La meravigliosa salsa di pomodoro l’avevano già inventata gli aztechi del Messico precolombiano, molti secoli prima della scoperta dell’America. Nei mercati del regno di Montezuma le azdore azteche vendevano concentrati e sughi pronti a base di pomodoro (e peperoncino): ‘all’arrabbiata’, diremmo oggi. Ma già agli indios il pomodoro fresco piaceva crudo, in insalata.

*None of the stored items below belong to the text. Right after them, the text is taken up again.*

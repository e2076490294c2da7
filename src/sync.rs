//! Sync orchestrator.
//!
//! This module drives one full synchronization pass: it validates the desired
//! roles, bootstraps when no cache exists or reconciles against the cache
//! otherwise, and applies the resulting plan one role at a time.

use chrono::{DateTime, Utc};
use serde::Serialize;
use tracing::{debug, error, info, warn};

use crate::cache::{RoleCache, RoleCacheStore};
use crate::config::{ConfigHasher, ConfigValidator, RoleSet};
use crate::error::{Result, RoleSyncError, SyncError, EXIT_APPLY, EXIT_CONFIG};
use crate::planner::{
    reconcile, ActionFailure, ActionType, CompletedAction, PlanExecutor, RoleActionSet, RolePlan,
};
use crate::source::RoleMaterializer;

/// Phase of a sync pass, as reported to the caller.
#[derive(Debug, Clone, Copy, PartialEq, Eq, Hash, Serialize)]
#[serde(rename_all = "kebab-case")]
pub enum SyncPhase {
    /// Validation of the desired roles.
    Validate,
    /// Creating roles.
    Add,
    /// Removing roles.
    Remove,
    /// Updating git roles in place.
    Update,
    /// Recreating roles from scratch.
    #[serde(rename = "clean-readd")]
    CleanReAdd,
    /// Reading or writing the role cache.
    CacheIo,
}

impl SyncPhase {
    /// Returns the process exit code for a failure in this phase.
    #[must_use]
    pub const fn exit_code(self) -> u8 {
        match self {
            Self::Validate | Self::CacheIo => EXIT_CONFIG,
            Self::Add | Self::Remove | Self::Update | Self::CleanReAdd => EXIT_APPLY,
        }
    }
}

impl std::fmt::Display for SyncPhase {
    fn fmt(&self, f: &mut std::fmt::Formatter<'_>) -> std::fmt::Result {
        let s = match self {
            Self::Validate => "validate",
            Self::Add => "add",
            Self::Remove => "remove",
            Self::Update => "update",
            Self::CleanReAdd => "clean-readd",
            Self::CacheIo => "cache-io",
        };
        write!(f, "{s}")
    }
}

/// States of the sync state machine.
#[derive(Debug, Clone, Copy, PartialEq, Eq, Serialize)]
#[serde(rename_all = "kebab-case")]
pub enum SyncState {
    /// Nothing happened yet.
    NotStarted,
    /// Validating the desired roles.
    LoadingDesired,
    /// No cache exists; every desired role is added.
    NoCacheBootstrap,
    /// Reconciling the cache against the desired roles.
    Reconciling,
    /// Applying additions.
    ApplyingAdd,
    /// Applying removals.
    ApplyingRemove,
    /// Applying in-place updates.
    ApplyingUpdate,
    /// Applying clean-and-readd actions.
    ApplyingCleanReAdd,
    /// Every action completed.
    Done,
    /// The pass stopped at a failure.
    Failed,
}

impl SyncState {
    /// Returns the state in which actions of `action_type` are applied.
    #[must_use]
    pub const fn applying(action_type: ActionType) -> Self {
        match action_type {
            ActionType::Add => Self::ApplyingAdd,
            ActionType::Remove => Self::ApplyingRemove,
            ActionType::Update => Self::ApplyingUpdate,
            ActionType::CleanReAdd => Self::ApplyingCleanReAdd,
        }
    }
}

/// How current state was obtained.
#[derive(Debug, Clone, Copy, PartialEq, Eq, Serialize)]
#[serde(rename_all = "kebab-case")]
pub enum SyncMode {
    /// No cache existed.
    Bootstrap,
    /// The cache was reconciled against the desired roles.
    Reconcile,
}

/// Why a sync pass stopped.
#[derive(Debug, Clone, PartialEq, Eq, Serialize)]
#[serde(rename_all = "camelCase")]
pub struct SyncFailure {
    /// Failing role, if the failure belongs to one.
    pub role: Option<String>,
    /// Phase of the failure.
    pub phase: SyncPhase,
    /// Underlying cause.
    pub cause: String,
    /// True when a role directory and the cache disagree.
    pub manual_intervention: bool,
}

/// Outcome of a sync pass.
#[derive(Debug, Clone, Serialize)]
#[serde(rename_all = "camelCase")]
pub struct SyncReport {
    /// Whether every action completed.
    pub success: bool,
    /// How current state was obtained, once known.
    pub mode: Option<SyncMode>,
    /// States visited, in order.
    pub states: Vec<SyncState>,
    /// The plan that was applied.
    pub plan: Option<RolePlan>,
    /// Actions that completed and were recorded in the cache.
    pub completed: Vec<CompletedAction>,
    /// Failure, if the pass stopped early.
    pub failure: Option<SyncFailure>,
    /// When the pass started.
    pub started_at: DateTime<Utc>,
    /// When the pass ended.
    pub finished_at: Option<DateTime<Utc>>,
}

impl SyncReport {
    fn start() -> Self {
        Self {
            success: false,
            mode: None,
            states: vec![SyncState::NotStarted],
            plan: None,
            completed: Vec::new(),
            failure: None,
            started_at: Utc::now(),
            finished_at: None,
        }
    }

    fn enter(&mut self, state: SyncState) {
        debug!(?state, "Sync state");
        self.states.push(state);
    }

    fn finish(mut self) -> Self {
        self.enter(SyncState::Done);
        self.success = true;
        self.finished_at = Some(Utc::now());
        self
    }

    fn fail(mut self, failure: SyncFailure) -> Self {
        error!(
            role = failure.role.as_deref().unwrap_or("-"),
            phase = %failure.phase,
            cause = %failure.cause,
            "Sync failed"
        );
        self.enter(SyncState::Failed);
        self.failure = Some(failure);
        self.success = false;
        self.finished_at = Some(Utc::now());
        self
    }

    fn fail_pass(self, phase: SyncPhase, cause: &RoleSyncError) -> Self {
        self.fail(SyncFailure {
            role: None,
            phase,
            cause: cause.to_string(),
            manual_intervention: false,
        })
    }

    /// Returns the last state reached.
    #[must_use]
    pub fn final_state(&self) -> SyncState {
        self.states.last().copied().unwrap_or(SyncState::NotStarted)
    }

    /// Converts a failed report into the matching error.
    #[must_use]
    pub fn error(&self) -> Option<RoleSyncError> {
        let failure = self.failure.as_ref()?;
        let reason = failure.cause.clone();

        let err = match (&failure.role, failure.manual_intervention) {
            (Some(role), true) => SyncError::ManualInterventionRequired {
                role: role.clone(),
                reason,
            },
            (Some(role), false) if self.mode == Some(SyncMode::Bootstrap) => {
                SyncError::BootstrapFailed {
                    role: role.clone(),
                    reason,
                }
            }
            (Some(role), false) => SyncError::RoleFailed {
                role: role.clone(),
                phase: failure.phase,
                reason,
            },
            (None, _) => SyncError::PassFailed {
                phase: failure.phase,
                reason,
            },
        };
        Some(err.into())
    }

    /// Returns the process exit code for this report.
    #[must_use]
    pub fn exit_code(&self) -> u8 {
        self.error().map_or(0, |e| e.exit_code())
    }

    /// Converts the report into a result.
    ///
    /// # Errors
    ///
    /// Returns the failure of the pass, if any.
    pub fn into_result(self) -> Result<Self> {
        match self.error() {
            Some(err) => Err(err),
            None => Ok(self),
        }
    }
}

/// Drives synchronization passes against one roles directory.
#[derive(Debug)]
pub struct SyncOrchestrator<M, S> {
    /// Role materializer.
    materializer: M,
    /// Role cache store.
    store: S,
    /// Validator for desired roles.
    validator: ConfigValidator,
    /// Hasher for plan fingerprints.
    hasher: ConfigHasher,
}

impl<M: RoleMaterializer, S: RoleCacheStore> SyncOrchestrator<M, S> {
    /// Creates a new orchestrator.
    #[must_use]
    pub const fn new(materializer: M, store: S) -> Self {
        Self {
            materializer,
            store,
            validator: ConfigValidator::new(),
            hasher: ConfigHasher::new(),
        }
    }

    /// Returns the role cache store.
    #[must_use]
    pub const fn store(&self) -> &S {
        &self.store
    }

    /// Reads the cache, if one exists.
    ///
    /// # Errors
    ///
    /// Returns an error if the cache exists but cannot be read.
    pub async fn cached(&self) -> Result<Option<RoleCache>> {
        if self.store.exists().await? {
            Ok(Some(self.store.read().await?))
        } else {
            Ok(None)
        }
    }

    /// Computes the plan a sync pass would apply, without touching disk.
    ///
    /// # Errors
    ///
    /// Returns an error if validation fails or the cache cannot be read.
    pub async fn plan(&self, desired: &RoleSet) -> Result<RolePlan> {
        self.validator.validate_roles_only(desired)?;
        let desired_hash = self.hasher.hash_roles(desired);

        match self.cached().await? {
            None => {
                let actions = RoleActionSet::bootstrap(desired);
                RolePlan::from_actions(&actions, &RoleSet::new(), desired, &desired_hash, true)
            }
            Some(cache) => {
                let actions = reconcile(&cache.roles, desired)?;
                RolePlan::from_actions(&actions, &cache.roles, desired, &desired_hash, false)
            }
        }
    }

    /// Runs one synchronization pass.
    ///
    /// The pass stops at the first failure. The cache always reflects the role
    /// actions completed before that point.
    pub async fn sync(&self, desired: &RoleSet) -> SyncReport {
        info!("Starting role sync for {} desired roles", desired.len());
        let mut report = SyncReport::start();

        report.enter(SyncState::LoadingDesired);
        if let Err(e) = self.validator.validate_roles_only(desired) {
            return report.fail_pass(SyncPhase::Validate, &e);
        }
        let desired_hash = self.hasher.hash_roles(desired);

        let cache_exists = match self.store.exists().await {
            Ok(exists) => exists,
            Err(e) => return report.fail_pass(SyncPhase::CacheIo, &e),
        };

        let (mut cache, actions, bootstrap) = if cache_exists {
            report.enter(SyncState::Reconciling);
            report.mode = Some(SyncMode::Reconcile);

            let cache = match self.store.read().await {
                Ok(cache) => cache,
                Err(e) => return report.fail_pass(SyncPhase::CacheIo, &e),
            };
            let actions = match reconcile(&cache.roles, desired) {
                Ok(actions) => actions,
                Err(e) => return report.fail_pass(SyncPhase::Validate, &e),
            };
            (cache, actions, false)
        } else {
            info!("No role cache found, installing every role");
            report.enter(SyncState::NoCacheBootstrap);
            report.mode = Some(SyncMode::Bootstrap);
            (RoleCache::new(), RoleActionSet::bootstrap(desired), true)
        };

        let plan = match RolePlan::from_actions(&actions, &cache.roles, desired, &desired_hash, bootstrap) {
            Ok(plan) => plan,
            Err(e) => return report.fail_pass(SyncPhase::Validate, &e),
        };
        info!(
            add = actions.to_add.len(),
            remove = actions.to_remove.len(),
            update = actions.to_update_in_place.len(),
            clean_readd = actions.to_clean_readd.len(),
            "Planned role actions"
        );
        report.plan = Some(plan.clone());

        let executor = PlanExecutor::new(&self.materializer, &self.store);

        for action_type in ActionType::ORDER {
            report.enter(SyncState::applying(action_type));

            for action in plan.actions_of(action_type) {
                match executor.apply(action, &mut cache).await {
                    Ok(done) => report.completed.push(done),
                    Err(failure) => {
                        let failure = self.settle_failure(failure, &cache, bootstrap).await;
                        return report.fail(failure);
                    }
                }
            }
        }

        info!("Role sync complete: {} actions applied", report.completed.len());
        report.finish()
    }

    /// Writes the partial cache after a failed bootstrap and turns the action
    /// failure into a report failure.
    async fn settle_failure(
        &self,
        failure: ActionFailure,
        cache: &RoleCache,
        bootstrap: bool,
    ) -> SyncFailure {
        let mut manual_intervention = failure.manual_intervention;

        if bootstrap && !manual_intervention {
            info!("Writing partial role cache with {} roles", cache.len());
            if let Err(e) = self.store.write(cache).await {
                error!(error = %e, "Failed to write partial role cache");
                manual_intervention = true;
            }
        }

        SyncFailure {
            role: Some(failure.role),
            phase: failure.action_type.phase(),
            cause: failure.cause.to_string(),
            manual_intervention,
        }
    }

    /// Removes every role directory and the cache.
    ///
    /// Returns `false` when there was no cache, and therefore nothing to clean.
    ///
    /// # Errors
    ///
    /// Returns an error if a directory or the cache cannot be removed.
    pub async fn reset(&self) -> Result<bool> {
        if !self.store.exists().await? {
            warn!("No role cache found, nothing to clean");
            return Ok(false);
        }

        info!("Removing all roles");
        self.materializer.clear_all().await?;
        self.store.delete().await?;
        info!("All roles and the role cache removed");
        Ok(true)
    }
}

La rossa bacca del pomodoro giunse in Europa sulle navi dei conquistadores. Ma per lungo tempo il pomodoro fu guardato e trattato come un clandestino. Ci vollero secoli prima che la pianta del pomodoro, un jolly che si presta a vari climi, trionfasse piano piano, ma irresistibilmente: in cucina, non solo come pianta ornamentale per i suoi fiori dall’aspetto esotico. Non sappiamo i nomi dei cuochi napoletani, benefattori dell’umanità, che, più di due secoli fa, scoprirono le virtù della pummarola sulla pasta, sulla pizza, nei ragù. In tutte le cucine, non solo quelle dei ‘signori’. Le Camicie Rosse dei Mille di Garibaldi, dopo l’Unità d’Italia, riportarono al nord anche il rosso del pomodoro come colore e ingrediente vincente della cucina italiana e dei suoi piatti più noti in campo internazionale. Qui in Romagna il pomodoro, in dialetto, si dice pandòra e indica sia la pianta che il gustoso frutto. E pandurèn sono i pomodorini a fiaschetta (coltivati tempo prima dei pomodorini ciliegia) che le azdore contadine, prima delle salse e dei sughi già pronti di oggi, conservavano appesi alle travi di casa per usarli d’inverno come condimento. Compreso il pandurèn nella pentola del brodo di cappone per i cappelletti di Natale: “par devuziòn”, per devozione.
P.S. Da parte di Tugnazz: tenete botta, bella gente e usate ogni saggia precauzione, alla faccia del virus ‘boja’.